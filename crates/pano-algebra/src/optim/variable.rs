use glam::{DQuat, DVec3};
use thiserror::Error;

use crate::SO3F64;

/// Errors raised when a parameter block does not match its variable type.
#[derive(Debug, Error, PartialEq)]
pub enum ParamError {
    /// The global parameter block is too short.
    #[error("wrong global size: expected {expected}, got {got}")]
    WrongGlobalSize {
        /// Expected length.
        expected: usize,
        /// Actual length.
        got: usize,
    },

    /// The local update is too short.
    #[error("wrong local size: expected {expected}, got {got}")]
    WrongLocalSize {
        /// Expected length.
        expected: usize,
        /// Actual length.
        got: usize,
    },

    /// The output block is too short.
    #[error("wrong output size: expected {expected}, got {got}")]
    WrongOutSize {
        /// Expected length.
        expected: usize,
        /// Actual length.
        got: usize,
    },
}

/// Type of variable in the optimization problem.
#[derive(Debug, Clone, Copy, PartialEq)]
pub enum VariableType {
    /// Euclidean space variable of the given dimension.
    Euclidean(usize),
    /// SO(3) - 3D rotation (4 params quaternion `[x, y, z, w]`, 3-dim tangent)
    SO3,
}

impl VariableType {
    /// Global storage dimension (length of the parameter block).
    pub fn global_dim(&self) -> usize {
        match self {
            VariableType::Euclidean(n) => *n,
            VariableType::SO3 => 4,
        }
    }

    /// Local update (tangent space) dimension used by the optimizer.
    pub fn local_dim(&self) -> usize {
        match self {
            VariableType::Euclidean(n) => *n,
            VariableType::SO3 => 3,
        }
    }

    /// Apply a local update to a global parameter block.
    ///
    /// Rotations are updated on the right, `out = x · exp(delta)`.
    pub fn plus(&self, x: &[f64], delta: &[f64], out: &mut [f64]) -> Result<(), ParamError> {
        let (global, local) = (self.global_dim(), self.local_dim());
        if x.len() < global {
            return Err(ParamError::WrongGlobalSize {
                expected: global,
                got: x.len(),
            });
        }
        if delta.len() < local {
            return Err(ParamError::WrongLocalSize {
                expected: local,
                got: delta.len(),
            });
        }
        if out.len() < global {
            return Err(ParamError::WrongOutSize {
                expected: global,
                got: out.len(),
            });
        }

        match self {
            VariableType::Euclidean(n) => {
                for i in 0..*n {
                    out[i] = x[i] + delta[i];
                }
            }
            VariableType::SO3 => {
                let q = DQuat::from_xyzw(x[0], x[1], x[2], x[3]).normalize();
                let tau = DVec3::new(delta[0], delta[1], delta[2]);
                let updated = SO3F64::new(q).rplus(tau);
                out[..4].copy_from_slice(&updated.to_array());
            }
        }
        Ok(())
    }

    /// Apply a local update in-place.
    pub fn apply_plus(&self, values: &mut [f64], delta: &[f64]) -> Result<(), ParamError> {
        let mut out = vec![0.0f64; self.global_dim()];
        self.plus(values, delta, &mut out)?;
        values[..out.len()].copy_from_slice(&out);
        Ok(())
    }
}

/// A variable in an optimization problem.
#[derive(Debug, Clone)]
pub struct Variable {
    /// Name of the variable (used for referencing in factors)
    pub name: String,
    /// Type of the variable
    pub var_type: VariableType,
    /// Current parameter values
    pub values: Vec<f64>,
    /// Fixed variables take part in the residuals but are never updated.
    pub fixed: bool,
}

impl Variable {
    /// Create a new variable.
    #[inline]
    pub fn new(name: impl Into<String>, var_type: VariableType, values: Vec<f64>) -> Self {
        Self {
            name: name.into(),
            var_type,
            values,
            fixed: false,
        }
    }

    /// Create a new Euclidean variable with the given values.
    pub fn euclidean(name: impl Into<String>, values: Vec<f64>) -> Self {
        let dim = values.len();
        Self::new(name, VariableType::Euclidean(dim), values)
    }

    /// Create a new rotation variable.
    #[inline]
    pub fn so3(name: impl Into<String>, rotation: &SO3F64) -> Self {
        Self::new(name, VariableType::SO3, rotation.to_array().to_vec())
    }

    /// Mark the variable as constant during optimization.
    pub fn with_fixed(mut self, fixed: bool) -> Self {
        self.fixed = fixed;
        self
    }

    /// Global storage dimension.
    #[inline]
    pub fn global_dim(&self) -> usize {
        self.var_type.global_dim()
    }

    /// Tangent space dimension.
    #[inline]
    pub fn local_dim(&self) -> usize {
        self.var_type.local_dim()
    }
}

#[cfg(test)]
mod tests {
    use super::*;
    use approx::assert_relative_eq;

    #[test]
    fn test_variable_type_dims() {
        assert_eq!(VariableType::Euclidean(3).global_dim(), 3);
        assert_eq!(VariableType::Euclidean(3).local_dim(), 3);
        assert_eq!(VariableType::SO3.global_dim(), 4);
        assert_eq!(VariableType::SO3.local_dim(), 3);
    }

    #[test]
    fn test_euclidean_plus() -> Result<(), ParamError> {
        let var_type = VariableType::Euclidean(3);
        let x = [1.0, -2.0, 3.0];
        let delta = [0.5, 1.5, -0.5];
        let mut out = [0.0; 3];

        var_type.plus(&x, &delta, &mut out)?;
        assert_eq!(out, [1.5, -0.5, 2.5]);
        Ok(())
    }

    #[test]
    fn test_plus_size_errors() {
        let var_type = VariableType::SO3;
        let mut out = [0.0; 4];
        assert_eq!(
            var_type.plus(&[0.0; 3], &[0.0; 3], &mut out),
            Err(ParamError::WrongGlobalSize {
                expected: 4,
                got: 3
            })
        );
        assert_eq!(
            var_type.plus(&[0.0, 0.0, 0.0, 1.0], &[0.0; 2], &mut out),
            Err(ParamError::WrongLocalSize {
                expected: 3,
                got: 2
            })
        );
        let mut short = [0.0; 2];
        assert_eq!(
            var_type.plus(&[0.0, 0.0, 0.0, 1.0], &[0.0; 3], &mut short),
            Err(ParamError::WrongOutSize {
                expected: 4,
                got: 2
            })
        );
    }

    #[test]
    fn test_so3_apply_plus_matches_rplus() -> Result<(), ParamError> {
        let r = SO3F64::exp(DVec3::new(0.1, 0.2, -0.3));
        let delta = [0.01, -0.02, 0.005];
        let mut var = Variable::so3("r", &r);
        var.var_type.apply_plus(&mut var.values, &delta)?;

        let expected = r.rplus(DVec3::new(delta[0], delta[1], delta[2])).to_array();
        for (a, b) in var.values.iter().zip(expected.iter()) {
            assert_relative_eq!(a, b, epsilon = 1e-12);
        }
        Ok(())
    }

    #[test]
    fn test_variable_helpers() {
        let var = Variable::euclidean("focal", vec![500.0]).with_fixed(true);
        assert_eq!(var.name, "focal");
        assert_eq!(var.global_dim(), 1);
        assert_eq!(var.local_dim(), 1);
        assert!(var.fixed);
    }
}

━━━━━━━━━━━━━━━━

§ **Problem to work on**:
Beginning with the first line of the entries, repeat each line exactly until you have reproduced the one containing "pub fn plus(&self, x: &[f64], delta: &[f64], out: &mut", and add nothing further.

§ **Response below**:
filename crates/pano-algebra/src/optim/variable.rs
use glam::{DQuat, DVec3};
use thiserror::Error;

use crate::SO3F64;

/// Errors raised when a parameter block does not match its variable type.
#[derive(Debug, Error, PartialEq)]
pub enum ParamError {
    /// The global parameter block is too short.
    #[error("wrong global size: expected {expected}, got {got}")]
    WrongGlobalSize {
        /// Expected length.
        expected: usize,
        /// Actual length.
        got: usize,
    },

    /// The local update is too short.
    #[error("wrong local size: expected {expected}, got {got}")]
    WrongLocalSize {
        /// Expected length.
        expected: usize,
        /// Actual length.
        got: usize,
    },

    /// The output block is too short.
    #[error("wrong output size: expected {expected}, got {got}")]
    WrongOutSize {
        /// Expected length.
        expected: usize,
        /// Actual length.
        got: usize,
    },
}

/// Type of variable in the optimization problem.
#[derive(Debug, Clone, Copy, PartialEq)]
pub enum VariableType {
    /// Euclidean space variable of the given dimension.
    Euclidean(usize),
    /// SO(3) - 3D rotation (4 params quaternion `[x, y, z, w]`, 3-dim tangent)
    SO3,
}

impl VariableType {
    /// Global storage dimension (length of the parameter block).
    pub fn global_dim(&self) -> usize {
        match self {
            VariableType::Euclidean(n) => *n,
            VariableType::SO3 => 4,
        }
    }

    /// Local update (tangent space) dimension used by the optimizer.
    pub fn local_dim(&self) -> usize {
        match self {
            VariableType::Euclidean(n) => *n,
            VariableType::SO3 => 3,
        }
    }

    /// Apply a local update to a global parameter block.
    ///
    /// Rotations are updated on the right, `out = x · exp(delta)`.
    pub fn plus(&self, x: &[f64], delta: &[f64], out: &mut [f64]) -> Result<(), ParamError> {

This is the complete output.